Françoise d’Eaubonne et l’écoféminisme fait partie de ces ouvrages marquants, qui au fil des pages, dessine dans un coin de notre esprit, ce que l’on pourrait appeler une révolte. L’essai de Caroline Goldblum nous présente donc Françoise d’Eaubonne qui est à l’origine du terme et du concept d’écoféminisme. Employé pour la première fois en 1974, il fait douloureusement écho au lien qui unit les femmes et l’environnement : le capitalisme. Une réflexion logique, empreinte de l’âme pacifiste des années 70, qui démontre de manière factuelle, les travers de notre monde, de nos pensées, de nos actes.
Le format d’essai donné à ce livre est parfaitement adapté pour présenter les théories de Madame d’Eaubonne. Il s’inscrit dans une démarche de recherche et fait ressortir les faits saillants de son travail, mais aussi du contexte qui était le sien lorsqu’elle a commencé à formuler ses idées. Révolutionnaire, précurseure et frondeuse, Madame d’Eaubonne a dû se frayer plus d’un chemin pour faire entendre sa voix.
Elle fait partie de ses irréductibles qui ont eu à cœur de faire avancer les causes sociales, en vers et contre tous. À la défense des droits des homosexuels, féministe engagée, elle prend également conscience de la problématique écologique au début des années 70. Dès lors, elle n’aura de cesse d’approfondir le concept, d’en retracer les origines et de théoriser de possibles avenues. Parmi elles, la décroissance démographique.
Si les femmes pouvaient disposer de leur corps comme elles l’entendent, si elles pouvaient avoir accès à des moyens de contraception, si elles n’étaient pas soumises au gourou patriarcal, elles pourraient décider en toute objectivité de donner ou non la vie. Ainsi, la surpopulation serait mieux contrôlée et pourrait restreindre l’exploitation des sols et des cours d’eau, l’une des conséquences de l’appauvrissement écologique, tel que nous le connaissons. Elle sera ainsi à la tête du mouvement « grève des ventres » de 1974. Mais si l’ouvrage stipule que l’accueil des travaux de Madame d’Eaubonne a été plutôt cordial en Amérique du Nord, il n’en est pas de même pour la France, qui a crié à la vaste blague.

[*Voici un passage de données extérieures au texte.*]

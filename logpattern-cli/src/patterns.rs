//! Reader/writer for the persisted pattern file.

use std::fmt;
use std::fs;
use std::io::{self, Write};
use std::path::Path;

use logpattern_parse::{ParseError, Parser};
use logpattern_scan::{LexError, Scanner};
use logpattern_token::{Config, Pattern};

/// Failure loading a pattern file. Carries the offending line number so a
/// caller can point the user at the bad entry.
#[derive(Debug)]
pub enum LoadError {
    Io(io::Error),
    Lex { line: usize, source: LexError },
    Parse { line: usize, source: ParseError },
}

impl fmt::Display for LoadError {
    fn fmt(&self, f: &mut fmt::Formatter<'_>) -> fmt::Result {
        match self {
            LoadError::Io(e) => write!(f, "{}", e),
            LoadError::Lex { line, source } => write!(f, "line {}: {}", line, source),
            LoadError::Parse { line, source } => write!(f, "line {}: {}", line, source),
        }
    }
}

impl std::error::Error for LoadError {}

impl From<io::Error> for LoadError {
    fn from(e: io::Error) -> Self {
        LoadError::Io(e)
    }
}

/// One block to emit to the pattern file: the rendered pattern plus the
/// stats the driver accumulated for it this run.
pub struct PatternFileEntry {
    pub pattern: String,
    pub example_count: usize,
    pub example: String,
}

/// Load a pattern file into a fresh [`Parser`], skipping blank lines and
/// `#`-prefixed comments. Every remaining line is scanned in pattern mode
/// (recognizing `%tag%` placeholders) and registered with the parser.
pub fn load_patterns(path: impl AsRef<Path>, config: Config) -> Result<(Parser, Vec<Pattern>), LoadError> {
    let text = fs::read_to_string(path)?;
    let mut scanner = Scanner::new(config.clone());
    let mut parser = Parser::new(config);
    let mut patterns = Vec::new();

    for (i, line) in text.lines().enumerate() {
        let line_no = i + 1;
        let trimmed = line.trim();
        if trimmed.is_empty() || trimmed.starts_with('#') {
            continue;
        }
        let sequence = scanner
            .scan(line, true, &[])
            .map_err(|source| LoadError::Lex { line: line_no, source })?;
        let pattern = Pattern::new(sequence.clone(), scanner.config());
        parser
            .add(sequence)
            .map_err(|source| LoadError::Parse { line: line_no, source })?;
        patterns.push(pattern);
    }

    Ok((parser, patterns))
}

/// Overwrite `path` with one three-line block per entry: the rendered
/// pattern, a `# N log messages matched` comment, and a `# <example>`
/// comment, separated by blank lines.
pub fn write_patterns(path: impl AsRef<Path>, entries: &[PatternFileEntry]) -> io::Result<()> {
    let mut file = fs::File::create(path)?;
    for entry in entries {
        writeln!(file, "{}", entry.pattern)?;
        writeln!(file, "# {} log messages matched", entry.example_count)?;
        writeln!(file, "# {}", entry.example)?;
        writeln!(file)?;
    }
    Ok(())
}

#[cfg(test)]
mod tests {
    use super::*;

    #[test]
    fn blank_lines_and_comments_are_skipped() {
        let mut file = tempfile::NamedTempFile::new().unwrap();
        writeln!(file, "# a comment\n\nFailed password for %srcuser%\n").unwrap();
        let (parser, patterns) = load_patterns(file.path(), Config::default()).unwrap();
        assert_eq!(patterns.len(), 1);
        assert_eq!(parser.len(), 1);
    }

    #[test]
    fn duplicate_pattern_reports_its_line_number() {
        let mut file = tempfile::NamedTempFile::new().unwrap();
        writeln!(file, "Failed password\nFailed password\n").unwrap();
        let err = load_patterns(file.path(), Config::default()).unwrap_err();
        match err {
            LoadError::Parse { line, source } => {
                assert_eq!(line, 2);
                assert_eq!(source, ParseError::DuplicatePattern);
            }
            other => panic!("expected a Parse error, got {:?}", other),
        }
    }

    #[test]
    fn write_patterns_emits_the_three_line_block() {
        let file = tempfile::NamedTempFile::new().unwrap();
        let entries = vec![PatternFileEntry {
            pattern: "Failed password for %srcuser%".to_string(),
            example_count: 7,
            example: "Failed password for root".to_string(),
        }];
        write_patterns(file.path(), &entries).unwrap();
        let written = fs::read_to_string(file.path()).unwrap();
        assert_eq!(
            written,
            "Failed password for %srcuser%\n# 7 log messages matched\n# Failed password for root\n\n"
        );
    }
}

Des théories, des actes, des manifestes autant d’éléments qui, telles des tendances mode, renaissent de leurs cendres depuis quelques années. Et cela est particulièrement troublant : tant de faits ont été prouvés au cours des décennies, et pourtant rien ne semble vouloir avancer.
Aux travaux de recherche, d’observation, aux discussions, s’ajoute également une notion plus psychologique et spirituelle. Un courant de pensée qui prend ses origines dans de grands écrits – Simone de Beauvoir pour ne citer qu’elle – mais qui a donné naissance à des actes concrets et aboutis.
Le mouvement s’est essoufflé dans les années 90, mais connait un regain d’intérêt, qui place de nouveau en son centre, le droit de tout corps à jouir de sa condition de vivant.
Et face à la crise environnementale, il est important de mesurer tout ce que comprend l’écoféminisme et de l’inscrire au présent.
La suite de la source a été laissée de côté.